Jonathan Pacifici: È il tema del corporate venture che in molte zone d’Europa, penso soprattutto all’Italia fatica a decollare. Io non credo a patti, politiche e piani. Il mondo degli investimenti deve avere una logica finanziaria ed industriale. Oggi per le grandi corporate è semplicemente un suicidio non investire in innovazione e poiché l’innovazione per definizione è quasi sempre esterna all’esperienza aziendale, non aprirsi al mondo startup è un errore madornale.
Club Italia-Francia: Le capita di lavorare su progetti che coinvolgano la Francia e l’Italia? Quali sono secondo lei i maggiori assi strategici di sviluppo su cui questi due paesi dovrebbero puntare?

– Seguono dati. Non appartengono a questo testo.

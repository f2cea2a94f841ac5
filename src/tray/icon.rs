//! System tray icon management

use crate::error::{AppError, Result};
use crate::profile::mode::AudioProfile;
use image::GenericImageView;
use log::{debug, info, warn};
use muda::Menu;
use tray_icon::{Icon, TrayIcon, TrayIconBuilder};

/// Icon states for the headset profile
#[derive(Debug, Clone, Copy, PartialEq, Eq)]
pub enum IconState {
    Music,
    Calls,
    /// Unknown profile or no headset connected
    Idle,
}

impl From<Option<AudioProfile>> for IconState {
    fn from(profile: Option<AudioProfile>) -> Self {
        match profile {
            Some(AudioProfile::Music) => IconState::Music,
            Some(AudioProfile::Calls) => IconState::Calls,
            Some(AudioProfile::Unknown) | None => IconState::Idle,
        }
    }
}

impl IconState {
    fn file(&self) -> &'static str {
        match self {
            IconState::Music => "resources/tray_music.ico",
            IconState::Calls => "resources/tray_calls.ico",
            IconState::Idle => "resources/tray_idle.ico",
        }
    }

    fn color(&self) -> (u8, u8, u8) {
        match self {
            IconState::Music => (0, 200, 0),    // Green
            IconState::Calls => (255, 165, 0),  // Orange
            IconState::Idle => (128, 128, 128), // Gray
        }
    }
}

/// Manages the system tray icon
pub struct TrayIconManager {
    tray_icon: TrayIcon,
    current_state: IconState,
}

impl TrayIconManager {
    pub fn new(menu: Menu, tooltip: &str) -> Result<Self> {
        let icon = Self::load_icon(IconState::Idle)?;

        let tray_icon = TrayIconBuilder::new()
            .with_icon(icon)
            .with_tooltip(tooltip)
            .with_menu(Box::new(menu))
            .build()
            .map_err(|e| AppError::TrayIconFailed(e.to_string()))?;

        info!("Tray icon created successfully");

        Ok(Self {
            tray_icon,
            current_state: IconState::Idle,
        })
    }

    /// Load the icon file for `state`, or draw one
    fn load_icon(state: IconState) -> Result<Icon> {
        let icon_path = state.file();
        match Self::load_icon_from_file(icon_path) {
            Ok(icon) => {
                debug!("Loaded tray icon from {}", icon_path);
                Ok(icon)
            }
            Err(e) => {
                warn!("Failed to load icon from {}: {}, using fallback", icon_path, e);
                Self::generate_fallback_icon(state)
            }
        }
    }

    /// Relative to the working directory, then to the executable
    fn load_icon_from_file(path: &str) -> Result<Icon> {
        let img = image::open(path)
            .or_else(|_| {
                if let Some(exe_dir) = std::env::current_exe()
                    .ok()
                    .and_then(|p| p.parent().map(|d| d.to_path_buf()))
                {
                    return image::open(exe_dir.join(path));
                }
                Err(image::ImageError::IoError(std::io::Error::new(
                    std::io::ErrorKind::NotFound,
                    "Icon file not found",
                )))
            })
            .map_err(|e| AppError::TrayIconFailed(format!("Failed to load image: {}", e)))?;

        let (width, height) = img.dimensions();
        let rgba = img.into_rgba8().into_raw();

        Icon::from_rgba(rgba, width, height)
            .map_err(|e| AppError::TrayIconFailed(format!("Failed to create icon: {}", e)))
    }

    fn generate_fallback_icon(state: IconState) -> Result<Icon> {
        let size = 32u32;
        let rgba = circle_rgba(size, state.color());
        Icon::from_rgba(rgba, size, size)
            .map_err(|e| AppError::TrayIconFailed(format!("Failed to create icon: {}", e)))
    }

    /// Update icon and tooltip for the current profile
    pub fn update(&mut self, profile: Option<AudioProfile>, tooltip: &str) -> Result<()> {
        let new_state = IconState::from(profile);

        if new_state != self.current_state {
            let icon = Self::load_icon(new_state)?;
            self.tray_icon
                .set_icon(Some(icon))
                .map_err(|e| AppError::TrayIconFailed(e.to_string()))?;
            self.current_state = new_state;
            debug!("Tray icon updated to {:?}", new_state);
        }

        self.tray_icon
            .set_tooltip(Some(tooltip))
            .map_err(|e| AppError::TrayIconFailed(e.to_string()))?;
        Ok(())
    }

    /// Update the context menu
    pub fn update_menu(&mut self, menu: Menu) {
        self.tray_icon.set_menu(Some(Box::new(menu)));
    }

    pub fn current_state(&self) -> IconState {
        self.current_state
    }
}

/// Filled circle of `color` on a transparent square
fn circle_rgba(size: u32, (r, g, b): (u8, u8, u8)) -> Vec<u8> {
    let size = size as usize;
    let mut rgba = vec![0u8; size * size * 4];
    let center = size as f32 / 2.0;
    let radius = size as f32 / 2.0 - 2.0;

    for y in 0..size {
        for x in 0..size {
            let dx = x as f32 - center;
            let dy = y as f32 - center;
            if (dx * dx + dy * dy).sqrt() <= radius {
                let idx = (y * size + x) * 4;
                rgba[idx] = r;
                rgba[idx + 1] = g;
                rgba[idx + 2] = b;
                rgba[idx + 3] = 255;
            }
        }
    }
    rgba
}

#[cfg(test)]
mod tests {
    use super::*;

    #[test]
    fn test_icon_state_from_profile() {
        assert_eq!(IconState::from(Some(AudioProfile::Music)), IconState::Music);
        assert_eq!(IconState::from(Some(AudioProfile::Calls)), IconState::Calls);
        assert_eq!(IconState::from(Some(AudioProfile::Unknown)), IconState::Idle);
        assert_eq!(IconState::from(None), IconState::Idle);
    }

    #[test]
    fn test_circle_is_transparent_at_corners() {
        let rgba = circle_rgba(32, (1, 2, 3));
        assert_eq!(rgba.len(), 32 * 32 * 4);
        assert_eq!(rgba[3], 0);
        let center = (16 * 32 + 16) * 4;
        assert_eq!(&rgba[center..center + 4], &[1, 2, 3, 255]);
    }
}
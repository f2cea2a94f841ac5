//! Settings and configuration module

pub mod config;

pub use config::{AppConfig, ConfigManager};
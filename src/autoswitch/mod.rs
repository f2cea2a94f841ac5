//! Process-triggered automatic profile switching

pub mod resolver;
pub mod rules;
pub mod watcher;

#[cfg(windows)]
pub mod toolhelp;

pub use resolver::{AutoSwitchResolver, ProfileChangeRequired};
pub use rules::{dedup_rules, default_rules, normalize_process_key, reset_to_defaults, ProfileRule, RuleSet};
pub use watcher::{ProcessInfo, ProcessSource, ProcessWatcher};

Jonathan Pacifici: Ho molta esperienza sul mercato italiano, meno in Francia. In Italia ed esempio il tema dell’industria 4.0 è cruciale per lo sviluppo economico dei prossimi anni. Al contempo il paese ha una serie di expertise, dal campo biomedicale a quello manifatturiero che andrebbero valorizzate. Il problema è che la velocità del cambiamento non attende i nostri ritmi. Prendiamo un comparto con una storia gloriosa tanto in Francia che in Italia: l’automotive. Oggi Israele, senza mai aver prodotto una sola auto, è diventato uno snodo fondamentale in un mercato nel quale il software conta molto di più del telaio e l’AI alla base della guida autonoma sarà ancora più cruciale nei prossimi anni. Le case automobilistiche di tutto il mondo vengono a cercare tecnologia in Israele mentre l’Europa rimane indietro.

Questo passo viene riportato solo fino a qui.